The amount of venture capital investments garnered by Asian companies in the first quarter of this year dropped 12 per cent to $18.4 billion from the $21.1 billion they raked in during the previous quarter, according to latest data from CB Insights and PwC.

Deal volume also fell slightly to 1,128 transactions in the January-March quarter from 1,212 in Q4 2018 while corporate participation in VC deals saw a surge in the first quarter. Corporations or their venture arms participated in 40 per cent of Asia VC deals from just 38 per cent previously.

The lacklustre funding and deal activity in the first three months of the year were not confined in Asia alone. According to the report, global funding dropped by 22 per cent to $52 billion while deal activity fell by 5 per cent to 3,327 transactions.

In North America, VC-backed companies raised $26 billion in Q1, down 36 per cent from the previous quarter, while deal activity declined slightly to 1,375.

Europe-based startups, however, bucked the trend as they raised $8 billion in VC funding in Q1, a 48 per cent increase from Q4 of last year, even as deal activity dropped 4 per cent to 724 transactions.

The largest global deal in the first quarter of the year was the $1.5-billion investment that SoftBank Group, through the SoftBank Vision Fund, poured into Chinese e-commerce firm Chehaoduo.

Founded in 2014, Chehaoduo claims it has grown into China’s leading car trading platform with about 600 offline stores. It was spun out of Chinese classified online marketplace Ganji.com.

Vision Fund also invested $1.46 billion in Grab, making it the second largest global VC deal in the first three months of this year.

British telecom services firm OneWeb raised $1.25 billion from Airbus Ventures, Qualcomm Ventures, SoftBank Group, and Virgin Group to become the third-largest global VC deal. US-based Flexport and WeWork also bagged $1 billion funding each during the said quarter.

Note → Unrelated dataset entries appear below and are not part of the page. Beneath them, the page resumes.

//! Projection of a status snapshot onto a phase table.

use std::fmt;

use serde_json::Value;

use super::table::{PhaseDescriptor, PhaseTable};
use crate::job::{LifecycleState, PhaseReportStatus, StatusSnapshot};

/// Derived status of one phase. Never stored, always recomputed.
#[derive(Debug, Clone, Copy, PartialEq, Eq)]
pub enum PhaseStatus {
    NotStarted,
    Active,
    Done,
    Failed,
}

impl fmt::Display for PhaseStatus {
    fn fmt(&self, f: &mut fmt::Formatter<'_>) -> fmt::Result {
        match self {
            Self::NotStarted => write!(f, "not started"),
            Self::Active => write!(f, "active"),
            Self::Done => write!(f, "done"),
            Self::Failed => write!(f, "failed"),
        }
    }
}

/// A phase as seen through one snapshot.
#[derive(Debug, Clone, PartialEq)]
pub struct ProjectedPhase<'a> {
    pub descriptor: &'a PhaseDescriptor,
    pub status: PhaseStatus,

    /// Phase-scoped payload from the backend, if any.
    pub payload: Option<&'a Value>,

    pub log_message: Option<&'a str>,

    /// Completion within this phase, 0..=100.
    pub progress: u8,
}

/// Project `snapshot` onto `table`.
///
/// Status comes from where the clamped progress falls relative to each
/// phase's range. An explicit `done` or `failed` in the per-phase report
/// overrides that; `pending`/`active` reports are ignored because the scalar
/// progress is authoritative for them. A failed lifecycle marks the phase
/// containing the progress (the last phase at 100) as failed, and a
/// succeeded lifecycle marks every phase done.
pub fn project<'a>(snapshot: &'a StatusSnapshot, table: &'a PhaseTable) -> Vec<ProjectedPhase<'a>> {
    let progress = snapshot.clamped_progress();
    let failed_index = match snapshot.lifecycle_state {
        LifecycleState::Failed => Some(table.index_at(snapshot.progress)),
        _ => None,
    };

    table
        .phases()
        .iter()
        .enumerate()
        .map(|(index, descriptor)| {
            let report = snapshot.phase_report(&descriptor.key);

            let mut status = range_status(descriptor, progress);
            match report.and_then(|r| r.status) {
                Some(PhaseReportStatus::Done) => status = PhaseStatus::Done,
                Some(PhaseReportStatus::Failed) => status = PhaseStatus::Failed,
                _ => {}
            }
            if snapshot.lifecycle_state == LifecycleState::Succeeded {
                status = PhaseStatus::Done;
            }
            if failed_index == Some(index) {
                status = PhaseStatus::Failed;
            }

            let phase_progress = report
                .and_then(|r| r.progress)
                .map(|p| p.clamp(0, 100) as u8)
                .unwrap_or_else(|| derived_progress(descriptor, progress, status));

            ProjectedPhase {
                descriptor,
                status,
                payload: report.and_then(|r| r.payload.as_ref()),
                log_message: report.and_then(|r| r.log_message.as_deref()),
                progress: phase_progress,
            }
        })
        .collect()
}

/// The phase containing the snapshot's clamped progress.
pub fn current_phase<'a>(snapshot: &StatusSnapshot, table: &'a PhaseTable) -> Option<&'a PhaseDescriptor> {
    table.phase_at(snapshot.progress)
}

fn range_status(descriptor: &PhaseDescriptor, progress: u8) -> PhaseStatus {
    if progress < descriptor.start {
        PhaseStatus::NotStarted
    } else if progress >= descriptor.end {
        PhaseStatus::Done
    } else {
        PhaseStatus::Active
    }
}

fn derived_progress(descriptor: &PhaseDescriptor, progress: u8, status: PhaseStatus) -> u8 {
    match status {
        PhaseStatus::Done => 100,
        _ if progress <= descriptor.start => 0,
        _ if progress >= descriptor.end => 100,
        _ => {
            let span = u32::from(descriptor.end - descriptor.start);
            let into = u32::from(progress - descriptor.start);
            (into * 100 / span) as u8
        }
    }
}

#[cfg(test)]
mod tests {
    use super::*;
    use crate::job::{JobId, PhaseReport};
    use proptest::prelude::*;

    fn snapshot(state: LifecycleState, progress: i32) -> StatusSnapshot {
        StatusSnapshot::new(JobId::from("abc"), state, progress)
    }

    fn statuses(projection: &[ProjectedPhase<'_>]) -> Vec<PhaseStatus> {
        projection.iter().map(|p| p.status).collect()
    }

    #[test]
    fn test_projection_mid_pipeline() {
        let table = PhaseTable::content_pipeline();
        let snap = snapshot(LifecycleState::Running, 47);

        let projection = project(&snap, &table);

        assert_eq!(
            statuses(&projection),
            vec![
                PhaseStatus::Done,
                PhaseStatus::Done,
                PhaseStatus::Active,
                PhaseStatus::NotStarted,
                PhaseStatus::NotStarted,
            ]
        );
        // 47 is 12 of 25 points into text_generation.
        assert_eq!(projection[2].progress, 48);
        assert_eq!(projection[0].progress, 100);
        assert_eq!(projection[4].progress, 0);
    }

    #[test]
    fn test_projection_clamps_progress() {
        let table = PhaseTable::content_pipeline();

        let below = snapshot(LifecycleState::Running, -10);
        assert_eq!(project(&below, &table)[0].status, PhaseStatus::Active);

        let above = snapshot(LifecycleState::Running, 140);
        assert!(project(&above, &table)
            .iter()
            .all(|p| p.status == PhaseStatus::Done));
    }

    #[test]
    fn test_failed_lifecycle_marks_active_phase() {
        let table = PhaseTable::content_pipeline();
        let snap = snapshot(LifecycleState::Failed, 63).with_error("provider quota exceeded");

        let projection = project(&snap, &table);

        assert_eq!(
            statuses(&projection),
            vec![
                PhaseStatus::Done,
                PhaseStatus::Done,
                PhaseStatus::Done,
                PhaseStatus::Failed,
                PhaseStatus::NotStarted,
            ]
        );
        assert_eq!(current_phase(&snap, &table).unwrap().key, "image_generation");
    }

    #[test]
    fn test_failed_at_hundred_marks_last_phase() {
        let table = PhaseTable::content_pipeline();
        let snap = snapshot(LifecycleState::Failed, 100);

        let projection = project(&snap, &table);

        assert_eq!(projection[4].status, PhaseStatus::Failed);
        assert!(projection[..4].iter().all(|p| p.status == PhaseStatus::Done));
    }

    #[test]
    fn test_failed_lifecycle_wins_over_done_report() {
        let table = PhaseTable::content_pipeline();
        let snap = snapshot(LifecycleState::Failed, 70).with_phase_report(
            "image_generation",
            PhaseReport {
                status: Some(PhaseReportStatus::Done),
                ..Default::default()
            },
        );

        assert_eq!(project(&snap, &table)[3].status, PhaseStatus::Failed);
    }

    #[test]
    fn test_done_report_overlays_range_status() {
        let table = PhaseTable::content_pipeline();
        let snap = snapshot(LifecycleState::Running, 10).with_phase_report(
            "keyword_research",
            PhaseReport {
                status: Some(PhaseReportStatus::Done),
                payload: Some(serde_json::json!(["rust", "tokio"])),
                log_message: Some("found 2 keywords".into()),
                ..Default::default()
            },
        );

        let projection = project(&snap, &table);

        assert_eq!(projection[0].status, PhaseStatus::Done);
        assert_eq!(projection[0].progress, 100);
        assert_eq!(projection[0].payload, Some(&serde_json::json!(["rust", "tokio"])));
        assert_eq!(projection[0].log_message, Some("found 2 keywords"));
    }

    #[test]
    fn test_active_report_does_not_override_progress() {
        let table = PhaseTable::content_pipeline();
        let snap = snapshot(LifecycleState::Running, 10).with_phase_report(
            "assembly",
            PhaseReport {
                status: Some(PhaseReportStatus::Active),
                progress: Some(40),
                ..Default::default()
            },
        );

        let projection = project(&snap, &table);

        assert_eq!(projection[4].status, PhaseStatus::NotStarted);
        assert_eq!(projection[4].progress, 40);
    }

    #[test]
    fn test_reports_for_unknown_phases_are_ignored() {
        let table = PhaseTable::content_pipeline();
        let snap = snapshot(LifecycleState::Running, 30).with_phase_report(
            "translation",
            PhaseReport {
                status: Some(PhaseReportStatus::Failed),
                ..Default::default()
            },
        );

        let projection = project(&snap, &table);
        assert!(projection.iter().all(|p| p.status != PhaseStatus::Failed));
    }

    #[test]
    fn test_succeeded_marks_all_done() {
        let table = PhaseTable::content_pipeline();
        let snap = snapshot(LifecycleState::Succeeded, 95);

        assert!(project(&snap, &table)
            .iter()
            .all(|p| p.status == PhaseStatus::Done));
    }

    /// Valid tables from up to seven distinct cut points in 1..100.
    fn arb_table() -> impl Strategy<Value = PhaseTable> {
        proptest::collection::btree_set(1u8..100, 0..8).prop_map(|cuts| {
            let bounds: Vec<u8> = std::iter::once(0).chain(cuts).chain(std::iter::once(100)).collect();
            let phases = bounds
                .windows(2)
                .enumerate()
                .map(|(i, w)| PhaseDescriptor::new(format!("phase_{i}"), format!("Phase {i}"), "", w[0], w[1]))
                .collect();
            PhaseTable::new(phases).unwrap()
        })
    }

    proptest! {
        /// Property: on any valid table, a running job below 100 has exactly
        /// one active phase, the one whose range holds the progress.
        #[test]
        fn prop_any_table_has_one_active_phase(table in arb_table(), progress in 0i32..100) {
            let snap = snapshot(LifecycleState::Running, progress);
            let projection = project(&snap, &table);

            let active: Vec<_> = projection
                .iter()
                .filter(|p| p.status == PhaseStatus::Active)
                .collect();

            prop_assert_eq!(active.len(), 1);
            prop_assert!(active[0].descriptor.contains(progress as u8));
        }

        /// Property: on any valid table, at 100 nothing is active and the last phase is done.
        #[test]
        fn prop_any_table_is_done_at_hundred(table in arb_table(), extra in 0i32..1000) {
            let snap = snapshot(LifecycleState::Running, 100 + extra);
            let projection = project(&snap, &table);

            prop_assert_eq!(projection.len(), table.phases().len());
            prop_assert!(projection.iter().all(|p| p.status != PhaseStatus::Active));
            prop_assert_eq!(projection.last().map(|p| p.status), Some(PhaseStatus::Done));
        }

        /// Property: a running job below 100 has exactly one active phase.
        #[test]
        fn prop_exactly_one_active_phase(progress in 0i32..100) {
            let table = PhaseTable::content_pipeline();
            let snap = snapshot(LifecycleState::Running, progress);

            let active = project(&snap, &table)
                .iter()
                .filter(|p| p.status == PhaseStatus::Active)
                .count();

            prop_assert_eq!(active, 1);
        }

        /// Property: at 100 no phase is active and the last phase is done.
        #[test]
        fn prop_no_active_phase_at_hundred(extra in 0i32..1000) {
            let table = PhaseTable::content_pipeline();
            let snap = snapshot(LifecycleState::Running, 100 + extra);

            let projection = project(&snap, &table);

            prop_assert!(projection.iter().all(|p| p.status != PhaseStatus::Active));
            prop_assert_eq!(projection.last().map(|p| p.status), Some(PhaseStatus::Done));
        }

        /// Property: statuses are monotone along the table (done, then active, then not started).
        #[test]
        fn prop_statuses_are_ordered(progress in -50i32..150) {
            let table = PhaseTable::content_pipeline();
            let snap = snapshot(LifecycleState::Queued, progress);

            let rank = |s: PhaseStatus| match s {
                PhaseStatus::Done => 0,
                PhaseStatus::Active => 1,
                PhaseStatus::NotStarted => 2,
                PhaseStatus::Failed => 3,
            };
            let ranks: Vec<_> = project(&snap, &table).iter().map(|p| rank(p.status)).collect();

            prop_assert!(ranks.windows(2).all(|w| w[0] <= w[1]));
        }
    }
}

The five most active VC firms globally in Q1 were New Enterprise Associates, Google Ventures, Norwest Venture Partners, Accel, and IDG Capital.

The report also noted that mega rounds, or those valued at more than $100 million, dropped in North America and Asia in Q1 from record levels in Q3 2018 and near-record levels in Q4 2018. Asia’s mega rounds dropped to 38 in the first quarter from 48. Europe, however, saw a rise in mega rounds.

The first quarter also saw North America minting 10 new unicorns, beating Asia for the third-straight quarter. Asia minted five unicorns while Europe produced three during the period.

In terms of global expansion-stage median deal size, Asia posted an increase to $15.6 million in Q1 from $14.5 million in the previous quarter, while North America and Europe saw a decline.

The report covers funding of private companies only and includes the investment made in the quarter for tranched investments. It also reflected the amount closed in a certain round and not the desired funding amount.